I don't know. These days it seems to be about making things as ugly and/or bland as possible and bullshit about it enough to change people's perceptions. It doesn't even have to be functional.

Reply Score: 9

RE: Comment by abstraction
by Vanders on Sun 17th Aug 2014 22:15 UTC in reply to "Comment by abstraction"
Vanders Member since:
2005-07-06

Human Computer Interaction and actual UI design was thrown out the window decades ago, when companies realised it was simply much cheaper, easier and flashier to hire graphic designers instead.

Reply Score: 3

RE[2]: Comment by abstraction
by allanregistos on Mon 18th Aug 2014 05:45 UTC in reply to "RE: Comment by abstraction"
allanregistos Member since:
2011-02-10

Human Computer Interaction and actual UI design was thrown out the window decades ago, when companies realised it was simply much cheaper, easier and flashier to hire graphic designers instead.

What do you mean? What is the difference of a Graphic Artist/designer and a UI designer?

Reply Score: 1

RE[3]: Comment by abstraction
by Vanders on Mon 18th Aug 2014 10:18 UTC in reply to "RE[2]: Comment by abstraction"
Vanders Member since:
2005-07-06

What do you mean? What is the difference of a Graphic Artist/designer and a UI designer?

That question alone neatly highlights the problem...

HCI involves a degree of psychology and sociology, and is based on experimentation and data.

Graphic Design is making things look nice.

Reply Score: 8

RE[3]: Comment by abstraction
by Megol on Mon 18th Aug 2014 18:33 UTC in reply to "RE[2]: Comment by abstraction"
Megol Member since:
2011-04-11

UI designers design user interfaces, graphics designers design graphics. Those two aren't even remotely the same.

Reply Score: 3

RE[2]: Comment by abstraction
by ezraz on Mon 18th Aug 2014 13:48 UTC in reply to "RE: Comment by abstraction"
ezraz Member since:
2012-06-20

Nailed it. There's a huge difference between UI designers and graphic designers. Most of the basic, low-level work on Apple products is heavily influenced by UI designers. Early UI design is done on paper, storyboarded, and things like targeting, click counts, and total cursor movement is recorded and improved. I design interfaces for vertical market apps and while not perfect, you can usually look to Apple as a case study in UI.

There's a big difference between a fixed menu bar with fixed targets on the edge of the screen and floating menu bars. There's a big difference between using depth, shadows, and light refraction to show layering properly and just throwing drop shadows on everything. There's a big difference between consistent, system-wide keyboard shortcuts and random four-fingered commands. There's a big difference between giving the user a clear action path and 3 layers of tabs with an OK button.
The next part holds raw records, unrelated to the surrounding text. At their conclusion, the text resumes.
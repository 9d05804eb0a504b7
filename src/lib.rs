//! # userd: a small user-identity API
//!
//! `userd` is an HTTP backend exposing a single authenticated "current user"
//! endpoint over a PostgreSQL-backed user store. It exists mostly for its
//! data-access layer: a repository facade over a shared connection pool with
//! a scoped-transaction primitive that guarantees every unit of work ends in
//! exactly one of commit or rollback, on every exit path including panics.
//!
//! ## Architecture
//!
//! The HTTP layer is built on [Axum](https://github.com/tokio-rs/axum); all
//! persistence goes through SQLx and PostgreSQL. Requests to `/users/me`
//! carry HTTP Basic credentials which the [`auth`] extractor verifies against
//! the stored Argon2 hash via the user repository. Handlers never touch the
//! pool directly: they hold an [`AppState`] whose
//! [`Repositories`](db::handlers::Repositories) facade hands out plain
//! connections for reads and runs transactional units of work through
//! `with_transaction`.
//!
//! The backing store is selected at startup by configuration: an external
//! PostgreSQL server for production, or an ephemeral embedded instance
//! (`embedded-db` feature) whose data is discarded on shutdown. Both are
//! described by a [`db::connect::ConnectionInfo`] descriptor that renders
//! the DSN and reports its dialect.
//!
//! ## Quick start
//!
//! ```no_run
//! use clap::Parser;
//! use userd::{Application, Config};
//!
//! #[tokio::main]
//! async fn main() -> anyhow::Result<()> {
//!     let args = userd::config::Args::parse();
//!     let config = Config::load(&args)?;
//!     userd::telemetry::init_telemetry()?;
//!
//!     let app = Application::new(config).await?;
//!     app.serve(async {
//!         tokio::signal::ctrl_c().await.expect("Failed to listen for Ctrl+C");
//!     })
//!     .await?;
//!     Ok(())
//! }
//! ```
//!
//! Migrations run automatically on startup from the `migrations/` directory.

pub mod api;
pub mod auth;
pub mod config;
pub mod db;
pub mod errors;
pub mod telemetry;
pub mod types;

use axum::Router;
use sqlx::PgPool;
use tokio::net::TcpListener;
use tracing::{debug, info};

use crate::config::DatabaseConfig;
use crate::db::connect::ConnectionInfo;
use crate::db::handlers::Repositories;

pub use config::Config;
pub use types::UserId;

/// Application state shared across all request handlers.
///
/// Handlers reach the database exclusively through
/// [`repositories`](AppState::repositories).
#[derive(Clone)]
pub struct AppState {
    pub repositories: Repositories,
    pub config: Config,
}

/// Get the userd database migrator
pub fn migrator() -> sqlx::migrate::Migrator {
    sqlx::migrate!("./migrations")
}

/// Main application struct that owns all resources and lifecycle.
///
/// # Lifecycle
///
/// 1. **Create**: [`Application::new`] opens the database (starting the
///    embedded server first when the ephemeral store is configured), runs
///    migrations and builds the router
/// 2. **Serve**: [`Application::serve`] binds to a TCP port and handles
///    requests until the shutdown future resolves
/// 3. **Shutdown**: closes the pool and stops the embedded database if one
///    was started
pub struct Application {
    router: Router,
    config: Config,
    pool: PgPool,
    #[cfg(feature = "embedded-db")]
    embedded_db: Option<db::embedded::EmbeddedDatabase>,
}

impl Application {
    /// Create a new application instance with all resources initialized
    pub async fn new(config: Config) -> anyhow::Result<Self> {
        debug!("Starting userd with configuration: {:#?}", config);

        #[cfg(feature = "embedded-db")]
        let mut embedded_db: Option<db::embedded::EmbeddedDatabase> = None;

        let conn_info = match &config.database {
            DatabaseConfig::Ephemeral { pool } => {
                #[cfg(feature = "embedded-db")]
                {
                    info!("Starting with ephemeral database: data will be lost on shutdown");
                    let started = db::embedded::EmbeddedDatabase::start().await?;
                    let info = ConnectionInfo::ephemeral(started.connection_string(), pool.clone());
                    embedded_db = Some(started);
                    info
                }
                #[cfg(not(feature = "embedded-db"))]
                {
                    let _ = pool;
                    anyhow::bail!(
                        "Ephemeral database is configured but the feature is not enabled. \
                         Rebuild with --features embedded-db to use the embedded database."
                    );
                }
            }
            external @ DatabaseConfig::External { .. } => {
                info!("Using external database");
                ConnectionInfo::from_config(external)?
            }
        };

        let pool = conn_info.connect().await?;
        migrator().run(&pool).await?;

        let state = AppState {
            repositories: Repositories::new(pool.clone()),
            config: config.clone(),
        };
        let router = api::build_router(state)?;

        Ok(Self {
            router,
            config,
            pool,
            #[cfg(feature = "embedded-db")]
            embedded_db,
        })
    }

    /// Start serving the application
    pub async fn serve<F>(self, shutdown: F) -> anyhow::Result<()>
    where
        F: std::future::Future<Output = ()> + Send + 'static,
    {
        let bind_addr = self.config.bind_address();
        let listener = TcpListener::bind(&bind_addr).await?;
        info!("userd listening on http://{bind_addr}");

        axum::serve(listener, self.router.into_make_service())
            .with_graceful_shutdown(shutdown)
            .await?;

        info!("Closing database connections...");
        self.pool.close().await;

        #[cfg(feature = "embedded-db")]
        if let Some(embedded_db) = self.embedded_db {
            info!("Shutting down embedded database...");
            embedded_db.stop().await?;
        }

        Ok(())
    }
}
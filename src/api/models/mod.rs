//! API request/response models.

pub mod users;
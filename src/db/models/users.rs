//! Database models for users.

use crate::types::UserId;
use chrono::{DateTime, Utc};

/// Database request for creating a new user.
///
/// Callers hash the password before constructing this; the repository never
/// sees a plaintext password on the write path.
#[derive(Debug, Clone)]
pub struct UserCreateDBRequest {
    pub email: String,
    pub password_hash: String,
}

/// Database response for a user.
///
/// Deliberately has no password hash field: the hash is read inside the
/// repository for verification and goes no further.
#[derive(Debug, Clone, PartialEq)]
pub struct UserDBResponse {
    pub id: UserId,
    pub email: String,
    pub created_at: DateTime<Utc>,
    pub updated_at: DateTime<Utc>,
}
A lot of this science crosses onto itself, that is to say there is no formula for the perfect UI. But Apple has shown since 1983 (at least) that graphic designers usually come second to UI designers. With Jon Ivey they've elevated the physical (case) designer to the top ranks, and since already running a solid Unix OS, they are top of their class designs.
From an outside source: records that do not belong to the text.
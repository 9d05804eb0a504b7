//! Database layer for data persistence and access.
//!
//! This module implements the data access layer using SQLx with PostgreSQL.
//! It follows the Repository pattern to provide clean abstractions over database operations.
//!
//! # Architecture
//!
//! ```text
//! ┌──────────────┐
//! │   Handlers   │  (API request handlers)
//! └──────┬───────┘
//!        │
//!        ↓
//! ┌──────────────┐
//! │ Repositories │  (db::handlers - facade, transaction scope, queries)
//! └──────┬───────┘
//!        │
//!        ↓
//! ┌──────────────┐
//! │    Models    │  (db::models - database records)
//! └──────┬───────┘
//!        │
//!        ↓
//! ┌──────────────┐
//! │  PostgreSQL  │
//! └──────────────┘
//! ```
//!
//! # Modules
//!
//! - [`connect`]: Connection descriptors and pool construction
//! - [`handlers`]: Repository implementations and the transaction scope
//! - [`models`]: Database record structures matching table schemas
//! - [`errors`]: Database-specific error types
//! - [`embedded`]: Embedded PostgreSQL support (optional feature)
//!
//! # Transactions
//!
//! Entity repositories take `&mut PgConnection` so they run identically
//! against a pooled connection or a transaction. Units of work that must be
//! atomic go through [`handlers::Repositories::with_transaction`], which
//! guarantees that exactly one of commit/rollback happens on every exit path:
//!
//! ```ignore
//! let created = repos
//!     .with_transaction(|conn| {
//!         Box::pin(async move {
//!             let mut users = Users::new(conn);
//!             users.create(&request).await
//!         })
//!     })
//!     .await?;
//! ```
//!
//! # Migrations
//!
//! Database migrations are managed by SQLx and located in the `migrations/`
//! directory. The [`crate::migrator`] function provides access to the migrator:
//!
//! ```ignore
//! userd::migrator().run(&pool).await?;
//! ```

pub mod connect;
#[cfg(feature = "embedded-db")]
pub mod embedded;
pub mod errors;
pub mod handlers;
pub mod models;
//! Catalog trait definition
//!
//! The search controller only knows this contract. The Open Library client
//! lives in the integrations module; tests plug in their own implementations.

use async_trait::async_trait;
use serde::{Deserialize, Deserializer};
use serde_json::Value;

use super::CatalogError;

/// One catalog record as returned by the search endpoint.
///
/// Every field is optional on the wire, and a malformed field never rejects
/// the record: a missing or null title becomes an empty string, null author
/// entries are skipped, and a year that is not a usable integer is dropped.
#[derive(Debug, Clone, Default, PartialEq, Eq, Deserialize)]
pub struct BookDoc {
    #[serde(default, deserialize_with = "null_as_default")]
    pub title: String,
    #[serde(default, deserialize_with = "names_skipping_nulls")]
    pub author_name: Option<Vec<String>>,
    #[serde(default, deserialize_with = "lenient_year")]
    pub first_publish_year: Option<i32>,
    /// Catalog path such as `/works/OL45804W`
    #[serde(default)]
    pub key: Option<String>,
}

fn null_as_default<'de, D, T>(deserializer: D) -> Result<T, D::Error>
where
    D: Deserializer<'de>,
    T: Default + Deserialize<'de>,
{
    Ok(Option::<T>::deserialize(deserializer)?.unwrap_or_default())
}

fn names_skipping_nulls<'de, D>(deserializer: D) -> Result<Option<Vec<String>>, D::Error>
where
    D: Deserializer<'de>,
{
    let names: Option<Vec<Option<String>>> = Option::deserialize(deserializer)?;
    Ok(names.map(|names| names.into_iter().flatten().collect()))
}

fn lenient_year<'de, D>(deserializer: D) -> Result<Option<i32>, D::Error>
where
    D: Deserializer<'de>,
{
    let year = match Option::<Value>::deserialize(deserializer)? {
        Some(Value::Number(n)) => n.as_i64().and_then(|y| i32::try_from(y).ok()),
        Some(Value::String(s)) => s.trim().parse().ok(),
        _ => None,
    };
    Ok(year)
}

/// Title search against a remote book catalog
#[async_trait]
pub trait BookCatalog: Send + Sync {
    /// Search the catalog by title, returning matches in catalog order
    async fn search_by_title(&self, title: &str) -> Result<Vec<BookDoc>, CatalogError>;
}
//! Infrastructure layer - process-level wiring

pub mod config;

pub use config::Config;
pub mod domain;
pub mod infrastructure;
pub mod modules;
pub mod services;
pub mod ui;

pub use infrastructure::config;
pub use modules::integrations::openlibrary;
//! Domain layer - Pure business abstractions
//!
//! This layer contains NO framework dependencies beyond the error
//! conversions. Only the catalog contract and its error type.

pub mod catalog;
pub mod errors;

pub use catalog::{BookCatalog, BookDoc};
pub use errors::CatalogError;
And i'll reply to myself by saying the "skeumorphism" that Jobs was pushing before his death did seem like graphic designers outranking UI designers. But most of that is gone now and iOS under Jon Ivey has improved greatly.

Reply Score: 1

iOS? No, android l
by tuxroller on Sat 16th Aug 2014 23:04 UTC
tuxroller
Member since:
2013-10-08

To me, this looks to be Material influenced rather than a cupertiny original.

Reply Score: 1

RE: iOS? No, android l
by mkone on Sun 17th Aug 2014 22:16 UTC in reply to "iOS? No, android l"
mkone Member since:
2006-03-14

Only if you are completely blind!

The icons for a start are straight out of the Apple playbook. Android icons don't tend to have the square border (with the rounded corners) around the graphic.

They have even removed the app drawers to make the whole UI work more like iOS. This is as blatant as it gets. And frankly, for a company that even apes Steve Jobs legendary product introductions, right down to the "One more thing" http://techcrunch.com/2014/07/30/xiaomis-one-more-thing/ (which by the way, was the only slide in English), this isn't even a argument.
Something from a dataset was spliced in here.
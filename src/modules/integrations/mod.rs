//! External catalog integrations

pub mod openlibrary;
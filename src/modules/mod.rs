pub mod integrations;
It's blatant, and they could not make it more clear if they tried.

Reply Score: 2

RE[2]: iOS? No, android l
by mkone on Sun 17th Aug 2014 22:42 UTC in reply to "RE: iOS? No, android l"
mkone Member since:
2006-03-14

I should add that I am actually quite impressed by them. They are the one Android maker that seems to genuinely care enough to make a nice looking phone.

Reply Score: 2

RE[2]: iOS? No, android l
by r_a_trip on Mon 18th Aug 2014 14:25 UTC in reply to "RE: iOS? No, android l"
r_a_trip Member since:
2005-07-06

The app drawer has been missing since forever in MIUI...

Reply Score: 2

nothing original
by unclefester on Sun 17th Aug 2014 06:19 UTC
unclefester
Member since:
2007-01-13

Designers (and architects ) are all trained in groupthink. They all dress the same and follow whatever aesthetic (fad) is currently popular. They very rarely have an original design idea.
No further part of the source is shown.